On 19 June 2010, a vintage Douglas C-47 Skytrain aircraft crashed shortly after take-off from Berlin Schönefeld Airport for a sightseeing flight over Berlin, which was operated by Air Service Berlin, a provider of event flights. There were no fatalities, but 7 of the 28 passengers and crew were injured.

==Aircraft==
The aircraft involved was a Douglas C-47 Skytrain (registered D-CXXX, serial number 16124/32872), a preserved Raisin bomber. It had been built in 1944 and was powered by two Pratt & Whitney R-1830-92 engines. It had participated in the 1948–49 Berlin Airlift. The importance of the airlift for Berlin led to it being acquired for sightseeing flights in 2000. The aircraft was one of the last two aircraft to take off from Berlin Tempelhof Airport (one of the Airlift airports) when it was closed on 30 October 2008.

==Accident==
At around 15:00 local time, shortly after take-off from Berlin Schönefeld Airport for a sightseeing flight over the city centre of Berlin, the left engine failed and the aircraft was unable to gain height. The pilots went into a left turn and set down the aircraft into a field near the construction site for the new Berlin-Brandenburg International Airport. Three crew members and 25 passengers were on board (among them Stefan Kaufmann, a Bundestag member), all of whom were able to leave the aircraft unassisted.
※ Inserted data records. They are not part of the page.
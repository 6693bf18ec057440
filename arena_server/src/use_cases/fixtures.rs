// Shared builders for room-level unit tests.

use crate::domain::tuning::PlayerClass;
use crate::domain::{GameTuning, Player, PlayerId, RoomId};
use crate::use_cases::registry::PlayerRegistry;
use crate::use_cases::room::{Room, RoomCtx};
use crate::use_cases::scheduler::Scheduler;
use crate::use_cases::types::{Outbox, Outbound, ServerEvent};

pub struct Fixture {
    pub tuning: GameTuning,
    pub players: PlayerRegistry,
    pub scheduler: Scheduler,
    pub outbox: Outbox,
}

impl Fixture {
    /// Registers players `1..=count` with default state.
    pub fn new(count: u64) -> Self {
        let tuning = GameTuning::default();
        let mut players = PlayerRegistry::default();
        for id in 1..=count {
            players.insert(Player::new(
                PlayerId(id),
                format!("Player{id}"),
                &tuning.player,
            ));
        }
        Self {
            tuning,
            players,
            scheduler: Scheduler::new(),
            outbox: Outbox::default(),
        }
    }

    pub fn ctx(&mut self, now_ms: u64) -> RoomCtx<'_> {
        RoomCtx {
            tuning: &self.tuning,
            players: &mut self.players,
            scheduler: &mut self.scheduler,
            outbox: &mut self.outbox,
            now_ms,
        }
    }

    pub fn player(&self, id: u64) -> &Player {
        match self.players.get(PlayerId(id)) {
            Some(player) => player,
            None => panic!("player {id} missing"),
        }
    }

    pub fn player_mut(&mut self, id: u64) -> &mut Player {
        match self.players.get_mut(PlayerId(id)) {
            Some(player) => player,
            None => panic!("player {id} missing"),
        }
    }

    /// Drains everything emitted so far.
    pub fn take_events(&mut self) -> Vec<Outbound> {
        std::mem::take(&mut self.outbox).into_vec()
    }

    pub fn take_event_kinds(&mut self) -> Vec<&'static str> {
        self.take_events()
            .iter()
            .map(|outbound| event_kind(&outbound.event))
            .collect()
    }

    /// A room with every registered player seated, the given classes picked and the game
    /// running at `t = 0`.
    pub fn playing_room(&mut self, classes: &[PlayerClass]) -> Room {
        let mut room = Room::new(RoomId::from("room_1".to_string()), &self.tuning);
        let ids: Vec<PlayerId> = (1..=self.players.len() as u64).map(PlayerId).collect();
        room.admit(&mut self.ctx(0), ids.clone());
        for (id, class) in ids.iter().zip(classes) {
            let player = self.player_mut(id.0);
            player.class = Some(*class);
            player.ability = class.abilities().first().copied();
            player.health = class.stats().max_health;
            player.ready = true;
        }
        room.start_game(&mut self.ctx(0));
        self.take_events();
        room
    }
}

pub fn event_kind(event: &ServerEvent) -> &'static str {
    match event {
        ServerEvent::RoomCreated { .. } => "roomCreated",
        ServerEvent::GameStarted { .. } => "gameStarted",
        ServerEvent::GameUpdate(_) => "gameUpdate",
        ServerEvent::PlayerMoved { .. } => "playerMoved",
        ServerEvent::BulletFired(_) => "bulletFired",
        ServerEvent::WallHit { .. } => "wallHit",
        ServerEvent::WallRespawned { .. } => "wallRespawned",
        ServerEvent::AbilityUsed { .. } => "abilityUsed",
        ServerEvent::PlayerVisibilityChanged { .. } => "playerVisibilityChanged",
        ServerEvent::CubeGrabbed { .. } => "cubeGrabbed",
        ServerEvent::CubeDelivered { .. } => "cubeDelivered",
        ServerEvent::CubeDropped(_) => "cubeDropped",
        ServerEvent::PlayerHit { .. } => "playerHit",
        ServerEvent::PlayerRespawned { .. } => "playerRespawned",
        ServerEvent::PlayerDisconnected { .. } => "playerDisconnected",
        ServerEvent::GameOver { .. } => "gameOver",
        ServerEvent::ShopData { .. } => "shopData",
        ServerEvent::Error { .. } => "error",
    }
}
use crate::domain::map::{Cell, DestroyedWall, Grid};
use crate::domain::state::{Bullet, Player, PlayerId};
use crate::domain::systems::collision::circles_overlap;
use tracing::debug;

#[derive(Debug, Clone, Copy)]
pub struct ProjectileConfig {
    pub radius: f32,
    pub damage: i32,
    pub cell_size: f32,
    pub world_size: f32,
    pub wall_respawn_ticks: u32,
}

/// How a bullet left play this tick. Each bullet resolves at most once.
#[derive(Debug, Clone, PartialEq)]
pub enum BulletOutcome {
    OutOfBounds {
        bullet_id: u64,
    },
    WallHit {
        bullet_id: u64,
        x: usize,
        y: usize,
        destroyed: bool,
    },
    PlayerHit {
        bullet_id: u64,
        shooter_id: PlayerId,
        victim_id: PlayerId,
        health: i32,
        killed: bool,
    },
}

/// Advances every bullet one step and resolves collisions in order: bounds, walls, players.
///
/// Survivors are collected into a fresh list, so removing a bullet never shifts the one that
/// follows it. Destructible walls brought to zero health are cleared from the grid and pushed
/// onto `destroyed` unless they were temporary.
pub fn tick_bullets(
    bullets: &mut Vec<Bullet>,
    grid: &mut Grid,
    destroyed: &mut Vec<DestroyedWall>,
    targets: &mut [&mut Player],
    now_ms: u64,
    cfg: ProjectileConfig,
) -> Vec<BulletOutcome> {
    let mut outcomes = Vec::new();
    let mut survivors = Vec::with_capacity(bullets.len());

    for mut bullet in bullets.drain(..) {
        // Angle is clockwise from "up" (-Y).
        bullet.x += bullet.angle.sin() * bullet.speed;
        bullet.y -= bullet.angle.cos() * bullet.speed;

        match resolve_bullet(&bullet, grid, destroyed, targets, now_ms, cfg) {
            Some(outcome) => outcomes.push(outcome),
            None => survivors.push(bullet),
        }
    }

    *bullets = survivors;
    outcomes
}

fn resolve_bullet(
    bullet: &Bullet,
    grid: &mut Grid,
    destroyed: &mut Vec<DestroyedWall>,
    targets: &mut [&mut Player],
    now_ms: u64,
    cfg: ProjectileConfig,
) -> Option<BulletOutcome> {
    if bullet.x < 0.0 || bullet.x > cfg.world_size || bullet.y < 0.0 || bullet.y > cfg.world_size
    {
        return Some(BulletOutcome::OutOfBounds {
            bullet_id: bullet.id,
        });
    }

    if let Some((cx, cy)) = grid.cell_at(bullet.x, bullet.y, cfg.cell_size) {
        if let Some(Cell::Wall(wall)) = grid.get_mut(cx, cy) {
            if !wall.indestructible {
                wall.health = wall.health.saturating_sub(1);
                let destroyed_now = wall.health == 0;
                let temporary = wall.temporary;
                if destroyed_now {
                    grid.set(cx, cy, Cell::Empty);
                    if !temporary {
                        destroyed.push(DestroyedWall {
                            x: cx,
                            y: cy,
                            respawn_in: cfg.wall_respawn_ticks,
                        });
                    }
                }
                return Some(BulletOutcome::WallHit {
                    bullet_id: bullet.id,
                    x: cx,
                    y: cy,
                    destroyed: destroyed_now,
                });
            }
        }
    }

    for target in targets.iter_mut() {
        if target.id == bullet.owner || target.team == Some(bullet.team) {
            continue;
        }
        if target.invisible || !target.is_alive() {
            continue;
        }
        let Some(stats) = target.stats() else {
            continue;
        };

        if !circles_overlap(
            (bullet.x, bullet.y),
            cfg.radius,
            (target.x, target.y),
            stats.radius,
        ) {
            continue;
        }

        let mut killed = false;
        if target.is_shielded(now_ms) {
            debug!(victim_id = %target.id, bullet_id = bullet.id, "bullet absorbed by shield");
        } else {
            target.health -= cfg.damage;
            if target.health <= 0 {
                target.health = 0;
                killed = true;
            }
        }

        return Some(BulletOutcome::PlayerHit {
            bullet_id: bullet.id,
            shooter_id: bullet.owner,
            victim_id: target.id,
            health: target.health,
            killed,
        });
    }

    None
}
// Interface adapters: wire protocol and network handling.

pub mod http;
pub mod net;
pub mod protocol;
pub mod state;
pub mod utils;
impl From<&Cube> for CubeDto {
    fn from(cube: &Cube) -> Self {
        Self {
            id: cube.id.clone(),
            x: cube.x,
            y: cube.y,
            carrier: cube.carrier.map(|id| id.to_string()),
        }
    }
}

/// `0` for an empty cell, a wall object otherwise.
#[derive(Debug, Clone, Serialize)]
#[serde(untagged)]
pub enum CellDto {
    Empty(u8),
    Wall(WallDto),
}

#[derive(Debug, Clone, Serialize)]
#[serde(rename_all = "camelCase")]
pub struct WallDto {
    pub health: u32,
    pub indestructible: bool,
    pub temporary: bool,
}

fn map_dto(grid: &Grid) -> Vec<Vec<CellDto>> {
    grid.rows()
        .map(|row| {
            row.iter()
                .map(|cell| match cell {
                    Cell::Empty => CellDto::Empty(0),
                    Cell::Wall(wall) => CellDto::Wall(WallDto {
                        health: wall.health,
                        indestructible: wall.indestructible,
                        temporary: wall.temporary,
                    }),
                })
                .collect()
        })
        .collect()
}

#[derive(Debug, Clone, Serialize)]
#[serde(rename_all = "camelCase")]
pub struct PlayerMovedDto {
    pub player_id: String,
    pub x: f32,
    pub y: f32,
    pub rotation: f32,
}

#[derive(Debug, Clone, Serialize)]
pub struct CellPositionDto {
    pub x: usize,
    pub y: usize,
}

#[derive(Debug, Clone, Serialize)]
#[serde(rename_all = "camelCase")]
pub struct AbilityUsedDto {
    pub player_id: String,
    pub ability: &'static str,
    pub target: Option<PointDto>,
}

#[derive(Debug, Clone, Serialize)]
#[serde(rename_all = "camelCase")]
pub struct VisibilityDto {
    pub player_id: String,
    pub visible: bool,
}

#[derive(Debug, Clone, Serialize)]
#[serde(rename_all = "camelCase")]
pub struct CubeGrabbedDto {
    pub cube_id: String,
    pub player_id: String,
}

#[derive(Debug, Clone, Serialize)]
#[serde(rename_all = "camelCase")]
pub struct CubeDeliveredDto {
    pub player_id: String,
    pub cube: CubeDto,
    pub scores: BTreeMap<&'static str, u32>,
}

#[derive(Debug, Clone, Serialize)]
#[serde(rename_all = "camelCase")]
pub struct PlayerHitDto {
    pub player_id: String,
    pub health: i32,
    pub bullet_id: u64,
}

#[derive(Debug, Clone, Serialize)]
pub struct GameOverDto {
    pub winner: &'static str,
}

#[derive(Debug, Clone, Serialize)]
#[serde(rename_all = "camelCase")]
pub struct ShopDataDto {
    pub items: Vec<ShopItemDto>,
    pub coins: u32,
    pub unlocked_abilities: BTreeMap<&'static str, Vec<&'static str>>,
    pub skins: Vec<String>,
}

#[derive(Debug, Clone, Serialize)]
pub struct ErrorDto {
    pub message: String,
}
Seven people were injured, four of whom were taken to hospital. Schönefeld Airport was closed for fifteen minutes while its emergency services attended the crash scene. A fire that arose from spilled fuel was put out by the airport's firefighters.

==Aftermath==
The C-47 aircraft suffered substantial damage to its tail and port wing. Nevertheless, due to its historic significance (and because it was the signature airframe of the company), Air Service Berlin stated it intended a complete repair and restoration. Donations towards the cost of the restoration had been received from across the world, including a symbolic 100 USD from Gail Halvorsen, the pilot who is attributed to having started the dropping of sweets for children from aircraft participating in the Berlin Airlift. The damaged port wing was later salvaged and sold as limited edition Aviationtags.